Таково было состояние дел, когда старинный друг Серненваля, некто Депорт, приехал из Нанси повидаться с ним и заодно заключить в столице несколько интересующих его сделок. Депорт был примерно того же возраста, что и его приятель; весельчак и кутила, он не чуждался никаких удовольствий из числа тех, что благодетельная природа позволяет нам вкушать, чтобы забыть о бедах, которыми она нас одолевает. Он не отказался от предложения Серненваля пожить у него, радовался встрече с ним и удивлялся строгости его жены: та, узнав, что в доме появился чужак, решительно отказалась появляться ему на глаза и перестала спускаться даже к обеду и ужину. Депорт подумал, что стесняет их, и хотел переехать в другое место; Серненваль воспротивился этому и наконец признался во всех странностях своей милой супруги.
– Простим ее, – говорил доверчивый муж, – она искупает свои ошибки столькими добродетелями, что заслужила мое снисхождение, прошу и тебя последовать моему примеру.
– В добрый час, – отвечает Депорт. – Когда это не затрагивает меня лично, я ни на что не обращаю внимания. А недостатки жены того, к кому я хорошо отношусь, приобретут в моих глазах оттенок почтенных достоинств.
Серненваль обнимает своего друга, и они принимаются за дела, доставляющие им одни лишь удовольствия.
Если бы не скудоумие двух-трех тупиц, вот уже полвека контролирующих все сословие публичных девок поименно, подобно одному испанскому мошеннику, зарабатывавшему за время последнего царствования по нескольку тысяч экю в год на такого рода инквизиции (сейчас мы это поясним), если бы пошлая и глупая прямолинейность в соблюдении нравственности, присущая этим господам, не сподвигла их вообразить, что один из самых славных способов управления государством и поддержания основ добродетели – приказать этим созданиям давать точный отчет о той части их тела, какую удостаивает самой большой чести обхаживающий их субъект (выходит, между одним мужчиной, разглядывающим, к примеру, груди, и другим, оценивающим изгиб бедер, существует решительно такое же различие, как между честным человеком и негодяем, и тот, кто, согласно моде, подпадает под тот или иной разряд, должен непременно оказаться злейшим врагом государства), – так вот, если бы не презренные низости, о каких говорю я, совершенно очевидно, что два почтенных буржуа, один из которых женат на святоше, а другой – холостяк, могли бы вполне законно провести часок-другой с этими девицами. Однако из-за абсурдных гнусностей, что охлаждают пыл сограждан, Серненвалю и на ум не пришло советовать Депорту подобный способ развеяться. Последний, заметив это и не подозревая об истинных мотивах, спросил у друга, отчего, предлагая все виды столичных развлечений, он ни разу не упомянул о таком? Серненваль приводит в качестве возражения опасность возможного дознания. Депорт шутит, что, невзирая на списки, донесения в полицию, свидетельские показания жандармов и все прочие плутовские приемы, подстроенные властями для борьбы против радостей вилланов Лютеции, он все же непременно желал бы отужинать со шлюхами.

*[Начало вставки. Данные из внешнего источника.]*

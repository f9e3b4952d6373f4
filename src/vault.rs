//! Vault records and encrypted backups.
//!
//! The signing core only reads vaults. Keygen and reshare ceremonies that
//! create them live elsewhere.

use base64::{Engine as _, engine::general_purpose::STANDARD as BASE64};
use serde::{Deserialize, Serialize};

use crate::codec::Chain;
use crate::crypto;
use crate::derivation;
use crate::error::{KeysignError, KeysignResult};
use crate::signature::SignatureScheme;

/// Opaque key share for one of the vault's root keys.
#[derive(Debug, Clone, PartialEq, Eq, Serialize, Deserialize)]
pub struct KeyShare {
    /// Root public key this share belongs to, hex.
    pub public_key: String,
    /// Engine-specific share blob.
    pub keyshare: String,
}

#[derive(Debug, Clone, PartialEq, Eq, Serialize, Deserialize)]
pub struct Vault {
    pub name: String,
    pub public_key_ecdsa: String,
    pub public_key_eddsa: String,
    pub hex_chain_code: String,
    pub local_party_id: String,
    /// Every signer of the vault, in keygen order.
    pub signers: Vec<String>,
    #[serde(default)]
    pub reshare_prefix: String,
    #[serde(default)]
    pub key_shares: Vec<KeyShare>,
}

impl Vault {
    /// Vaults are identified by their ECDSA root key.
    pub fn id(&self) -> &str {
        &self.public_key_ecdsa
    }

    pub fn public_key_for(&self, scheme: SignatureScheme) -> &str {
        match scheme {
            SignatureScheme::Ecdsa => &self.public_key_ecdsa,
            SignatureScheme::Eddsa => &self.public_key_eddsa,
        }
    }

    pub fn derived_ecdsa_key(&self, path: &str) -> KeysignResult<Vec<u8>> {
        derivation::derive_public_key(&self.public_key_ecdsa, &self.hex_chain_code, path)
    }

    /// Hex public key that signs for `chain`.
    pub fn chain_public_key(&self, chain: Chain) -> KeysignResult<String> {
        match chain.derivation_path() {
            Some(path) => Ok(hex::encode(self.derived_ecdsa_key(path)?)),
            None => Ok(self.public_key_eddsa.clone()),
        }
    }

    /// Share blob for the root key of `scheme`.
    pub fn key_share(&self, scheme: SignatureScheme) -> KeysignResult<&str> {
        let public_key = self.public_key_for(scheme);
        self.key_shares
            .iter()
            .find(|share| share.public_key == public_key)
            .map(|share| share.keyshare.as_str())
            .ok_or_else(|| {
                KeysignError::Internal(format!("Vault {} has no {scheme} key share", self.name))
            })
    }

    pub fn is_signer(&self, party: &str) -> bool {
        self.signers.iter().any(|s| s == party)
    }
}

/// Persistence collaborator for vaults.
pub trait VaultStore: Send + Sync {
    fn get(&self, id: &str) -> KeysignResult<Vault>;
    fn upsert(&self, vault: &Vault) -> KeysignResult<()>;
    fn list(&self) -> KeysignResult<Vec<Vault>>;
}

/// Backup file container.
#[derive(Debug, Clone, Serialize, Deserialize)]
pub struct VaultBackup {
    pub version: u32,
    pub is_encrypted: bool,
    /// Base64 of the vault JSON, sealed when `is_encrypted`.
    pub vault: String,
}

const BACKUP_VERSION: u32 = 1;

/// Read a backup file. Plain vault JSON is accepted as-is.
///
/// A wrong password yields [`KeysignError::Decryption`], which callers may
/// treat as recoverable and prompt again.
pub fn import_backup(bytes: &[u8], password: Option<&str>) -> KeysignResult<Vault> {
    if let Ok(vault) = serde_json::from_slice::<Vault>(bytes) {
        return Ok(vault);
    }

    let container: VaultBackup = serde_json::from_slice(bytes)?;
    let payload = BASE64
        .decode(container.vault.trim())
        .map_err(|e| KeysignError::Deserialization(format!("Backup payload: {e}")))?;

    let plaintext = if container.is_encrypted {
        let password = password.ok_or_else(|| {
            KeysignError::Decryption("Backup is encrypted; password required".to_string())
        })?;
        let key = crypto::password_key(password);
        crypto::open(key.as_slice(), &payload)?
    } else {
        payload
    };

    let vault: Vault = serde_json::from_slice(&plaintext)?;
    tracing::info!(vault = %vault.name, encrypted = container.is_encrypted, "Imported vault backup");
    Ok(vault)
}

/// Serialize a vault into a backup container, sealed when a password is given.
pub fn export_backup(vault: &Vault, password: Option<&str>) -> KeysignResult<Vec<u8>> {
    let plaintext = serde_json::to_vec(vault)?;
    let (is_encrypted, payload) = match password {
        Some(password) => {
            let key = crypto::password_key(password);
            (true, crypto::seal(key.as_slice(), &plaintext)?)
        }
        None => (false, plaintext),
    };

    let container = VaultBackup {
        version: BACKUP_VERSION,
        is_encrypted,
        vault: BASE64.encode(payload),
    };
    Ok(serde_json::to_vec_pretty(&container)?)
}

– Ладно, – отвечает Серненваль, – я согласен, я даже готов отвести тебя туда в доказательство своего философского отношения к этой стороне жизни, однако из-за некоторой щепетильности – надеюсь, ты не станешь меня в ней упрекать – и, наконец, из-за чувств, что я испытываю к жене и не в силах преодолеть, позволь мне не разделять твоих удовольствий, я тебе их обеспечу, а сам останусь внизу и подожду тебя.
Депорт немного подтрунивает над приятелем, однако, поняв, что тот тверд в своем намерении не участвовать в этом предприятии, уступает, и они идут в назначенное место.
Их встретила знаменитая С. Ж., жрица храма, где Серненваль предполагал принести в жертву своего друга.
– Нам нужна надежная, – говорит Серненваль, – приличная женщина. Мой приятель пробудет в Париже недолго, и ему не хотелось бы вернуться в провинцию с каким-нибудь нежелательным подарком и подмочить вашу репутацию. Скажите откровенно, есть ли у вас то, что ему нужно, и сколько вы хотите получить за доставленное ему удовольствие?